### Input data:
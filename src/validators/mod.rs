//! Facet-checking validators for the XSD datatype families
//!
//! Every simple type is represented by a validator implementing
//! [`DatatypeValidator`]. Validators form restriction chains through
//! `Arc` references to their base type; facet values are resolved at
//! construction time into per-family effective-facet structs, so
//! validation never re-parses facet lexicals.

pub mod binary;
pub mod boolean;
pub mod datetime;
pub mod decimal;
pub mod float;
pub mod identity;
pub mod list;
pub mod names;
pub mod string;
pub mod union;

pub use binary::{BinaryFacets, BinaryValidator};
pub use boolean::BooleanValidator;
pub use datetime::{DateTimeFacets, DateTimeValidator};
pub use decimal::{DecimalFacets, DecimalValidator};
pub use float::{FloatFacets, FloatValidator};
pub use identity::{EntityValidator, IdRefValidator, IdValidator};
pub use list::{ListFacets, ListValidator};
pub use string::{StringFacets, StringValidator};
pub use union::{UnionFacets, UnionValidator};

use crate::error::{FacetError, FacetErrorKind, ValueError, ValueErrorKind};
use crate::facets::{FacetKind, FacetsDefined, WhiteSpace};
use crate::session::Session;
use crate::values::ValueOrder;
use std::fmt;
use std::sync::Arc;

/// Datatype family a validator belongs to.
///
/// The family decides which facets are admitted and how restriction
/// facets are resolved when a new type is derived.
#[derive(Debug, Clone, Copy, PartialEq, Eq)]
pub enum Family {
    /// string and its derived name types
    String,
    /// boolean
    Boolean,
    /// decimal and the integer ladder
    Decimal,
    /// float and double
    Float,
    /// date/time grains and duration
    DateTime,
    /// hexBinary and base64Binary
    Binary,
    /// list derivations
    List,
    /// union derivations
    Union,
}

/// Session-backed identity semantics a type carries.
#[derive(Debug, Clone, Copy, PartialEq, Eq)]
pub enum IdentityKind {
    /// Document-unique identifier (xs:ID)
    Id,
    /// Reference that must resolve to an ID (xs:IDREF)
    IdRef,
    /// Name of a declared unparsed entity (xs:ENTITY)
    Entity,
}

/// Tagged borrow of a validator's resolved facets.
///
/// Derivation reads the base type's effective facets through this view
/// instead of downcasting the trait object. A family mismatch between a
/// base and its derivation is a construction bug, not a runtime error.
pub enum EffectiveFacets<'a> {
    /// String-family facets
    String(&'a StringFacets),
    /// Decimal-family facets
    Decimal(&'a DecimalFacets),
    /// Float-family facets
    Float(&'a FloatFacets),
    /// Date/time-family facets
    DateTime(&'a DateTimeFacets),
    /// Binary-family facets
    Binary(&'a BinaryFacets),
    /// List facets
    List(&'a ListFacets),
    /// Union facets
    Union(&'a UnionFacets),
}

/// A compiled simple-type validator.
///
/// Implementations are immutable once built and shared through
/// `Arc<dyn DatatypeValidator>`; all mutable validation state lives in
/// the caller-owned [`Session`].
pub trait DatatypeValidator: Send + Sync + std::fmt::Debug {
    /// The type's name
    fn name(&self) -> &str;

    /// The datatype family
    fn family(&self) -> Family;

    /// The base type in the restriction chain, if any
    fn base(&self) -> Option<&Arc<dyn DatatypeValidator>>;

    /// Facets with a concrete effective value, own or inherited
    fn facets_defined(&self) -> FacetsDefined;

    /// Effective white-space normalization mode
    fn whitespace(&self) -> WhiteSpace {
        WhiteSpace::Collapse
    }

    /// Resolved facets for derivation
    fn effective_facets(&self) -> Option<EffectiveFacets<'_>> {
        None
    }

    /// Whether the type is a list derivation
    fn derived_by_list(&self) -> bool {
        false
    }

    /// Item type of a list derivation
    fn item_type(&self) -> Option<&Arc<dyn DatatypeValidator>> {
        None
    }

    /// Identity semantics the type carries, if any. Restrictions of an
    /// identity type keep them.
    fn identity_kind(&self) -> Option<IdentityKind> {
        None
    }

    /// Check one content string against the type.
    ///
    /// `session` threads identity state (ID, IDREF, ENTITY) through the
    /// call; types without identity semantics ignore it. Without a
    /// session, identity types check lexical form only and record
    /// nothing.
    fn validate(&self, content: &str, session: Option<&mut Session>) -> Result<(), ValueError>;
}

// ---------------------------------------------------------------------------
// Shared facet machinery
// ---------------------------------------------------------------------------

/// Resolved min/max bound facets over an ordered value space.
///
/// At most one lower and one upper bound is live at a time; declaring an
/// exclusive bound on a derivation step replaces an inherited inclusive
/// one in the same direction, and vice versa.
#[derive(Debug, Clone)]
pub(crate) struct Bounds<T> {
    pub min_inclusive: Option<T>,
    pub min_exclusive: Option<T>,
    pub max_inclusive: Option<T>,
    pub max_exclusive: Option<T>,
}

impl<T> Default for Bounds<T> {
    fn default() -> Self {
        Self {
            min_inclusive: None,
            min_exclusive: None,
            max_inclusive: None,
            max_exclusive: None,
        }
    }
}

impl<T: fmt::Display> Bounds<T> {
    /// Install a bound parsed from a facet lexical, displacing the
    /// opposite-inclusivity bound in the same direction.
    pub(crate) fn apply(
        &mut self,
        kind: FacetKind,
        lexical: &str,
        parse: impl Fn(&str) -> Result<T, ValueError>,
    ) -> Result<(), FacetError> {
        let value = parse(lexical).map_err(|_| {
            FacetError::new(
                FacetErrorKind::InvalidFacetValue,
                "bound facet value is not in the type's lexical space",
            )
            .with_facet(kind.as_str())
            .with_value(lexical)
        })?;
        match kind {
            FacetKind::MinInclusive => {
                self.min_exclusive = None;
                self.min_inclusive = Some(value);
            }
            FacetKind::MinExclusive => {
                self.min_inclusive = None;
                self.min_exclusive = Some(value);
            }
            FacetKind::MaxInclusive => {
                self.max_exclusive = None;
                self.max_inclusive = Some(value);
            }
            FacetKind::MaxExclusive => {
                self.max_inclusive = None;
                self.max_exclusive = Some(value);
            }
            _ => unreachable!("not a bound facet: {}", kind),
        }
        Ok(())
    }

    /// Overlay bounds declared on a derivation step onto inherited ones,
    /// with the same displacement rules as [`Bounds::apply`].
    pub(crate) fn merge_from(&mut self, own: &Bounds<T>)
    where
        T: Clone,
    {
        if let Some(v) = &own.min_inclusive {
            self.min_exclusive = None;
            self.min_inclusive = Some(v.clone());
        }
        if let Some(v) = &own.min_exclusive {
            self.min_inclusive = None;
            self.min_exclusive = Some(v.clone());
        }
        if let Some(v) = &own.max_inclusive {
            self.max_exclusive = None;
            self.max_inclusive = Some(v.clone());
        }
        if let Some(v) = &own.max_exclusive {
            self.max_inclusive = None;
            self.max_exclusive = Some(v.clone());
        }
    }

    /// Mark live bounds in a defined-facets mask
    pub(crate) fn mark_defined(&self, defined: &mut FacetsDefined) {
        if self.min_inclusive.is_some() {
            defined.insert(FacetKind::MinInclusive);
        }
        if self.min_exclusive.is_some() {
            defined.insert(FacetKind::MinExclusive);
        }
        if self.max_inclusive.is_some() {
            defined.insert(FacetKind::MaxInclusive);
        }
        if self.max_exclusive.is_some() {
            defined.insert(FacetKind::MaxExclusive);
        }
    }

    /// Check a parsed value against the live bounds.
    ///
    /// An indeterminate comparison fails the bound: a value that cannot
    /// be placed relative to a bound is not known to satisfy it.
    pub(crate) fn check(
        &self,
        value: &T,
        cmp: impl Fn(&T, &T) -> ValueOrder,
    ) -> Result<(), ValueError> {
        let violation = |kind: FacetKind, bound: &T| {
            ValueError::new(ValueErrorKind::OutOfBounds, "value is outside the facet bound")
                .with_facet(kind.as_str())
                .with_value(value)
                .with_bound(bound)
        };
        if let Some(bound) = &self.min_inclusive {
            match cmp(value, bound) {
                ValueOrder::Greater | ValueOrder::Equal => {}
                _ => return Err(violation(FacetKind::MinInclusive, bound)),
            }
        }
        if let Some(bound) = &self.min_exclusive {
            match cmp(value, bound) {
                ValueOrder::Greater => {}
                _ => return Err(violation(FacetKind::MinExclusive, bound)),
            }
        }
        if let Some(bound) = &self.max_inclusive {
            match cmp(value, bound) {
                ValueOrder::Less | ValueOrder::Equal => {}
                _ => return Err(violation(FacetKind::MaxInclusive, bound)),
            }
        }
        if let Some(bound) = &self.max_exclusive {
            match cmp(value, bound) {
                ValueOrder::Less => {}
                _ => return Err(violation(FacetKind::MaxExclusive, bound)),
            }
        }
        Ok(())
    }

    /// Construction-time sanity: the live lower bound must not exceed
    /// the live upper bound.
    pub(crate) fn check_consistency(
        &self,
        cmp: impl Fn(&T, &T) -> ValueOrder,
    ) -> Result<(), FacetError> {
        let lower = self.min_inclusive.as_ref().or(self.min_exclusive.as_ref());
        let upper = self.max_inclusive.as_ref().or(self.max_exclusive.as_ref());
        if let (Some(lo), Some(hi)) = (lower, upper) {
            if cmp(lo, hi) == ValueOrder::Greater {
                return Err(FacetError::new(
                    FacetErrorKind::InconsistentFacets,
                    "lower bound exceeds upper bound",
                )
                .with_value(lo)
                .with_base_value(hi));
            }
        }
        Ok(())
    }

    /// Every bound declared on a derivation step must lie within the
    /// closed hull of the base type's bounds.
    pub(crate) fn check_narrowing(
        &self,
        base: &Bounds<T>,
        cmp: impl Fn(&T, &T) -> ValueOrder,
    ) -> Result<(), FacetError> {
        let own = [
            (FacetKind::MinInclusive, self.min_inclusive.as_ref()),
            (FacetKind::MinExclusive, self.min_exclusive.as_ref()),
            (FacetKind::MaxInclusive, self.max_inclusive.as_ref()),
            (FacetKind::MaxExclusive, self.max_exclusive.as_ref()),
        ];
        let base_lower = base.min_inclusive.as_ref().or(base.min_exclusive.as_ref());
        let base_upper = base.max_inclusive.as_ref().or(base.max_exclusive.as_ref());
        for (kind, value) in own {
            let Some(value) = value else { continue };
            if let Some(lo) = base_lower {
                if matches!(cmp(value, lo), ValueOrder::Less | ValueOrder::Indeterminate) {
                    return Err(not_narrower(kind, value, lo));
                }
            }
            if let Some(hi) = base_upper {
                if matches!(cmp(value, hi), ValueOrder::Greater | ValueOrder::Indeterminate) {
                    return Err(not_narrower(kind, value, hi));
                }
            }
        }
        Ok(())
    }
}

### Task directions:
Gather all lines from the records above in which "WhiteSpace" appears.

### Exercise output:
use crate::facets::{FacetKind, FacetsDefined, WhiteSpace};
    fn whitespace(&self) -> WhiteSpace {
        WhiteSpace::Collapse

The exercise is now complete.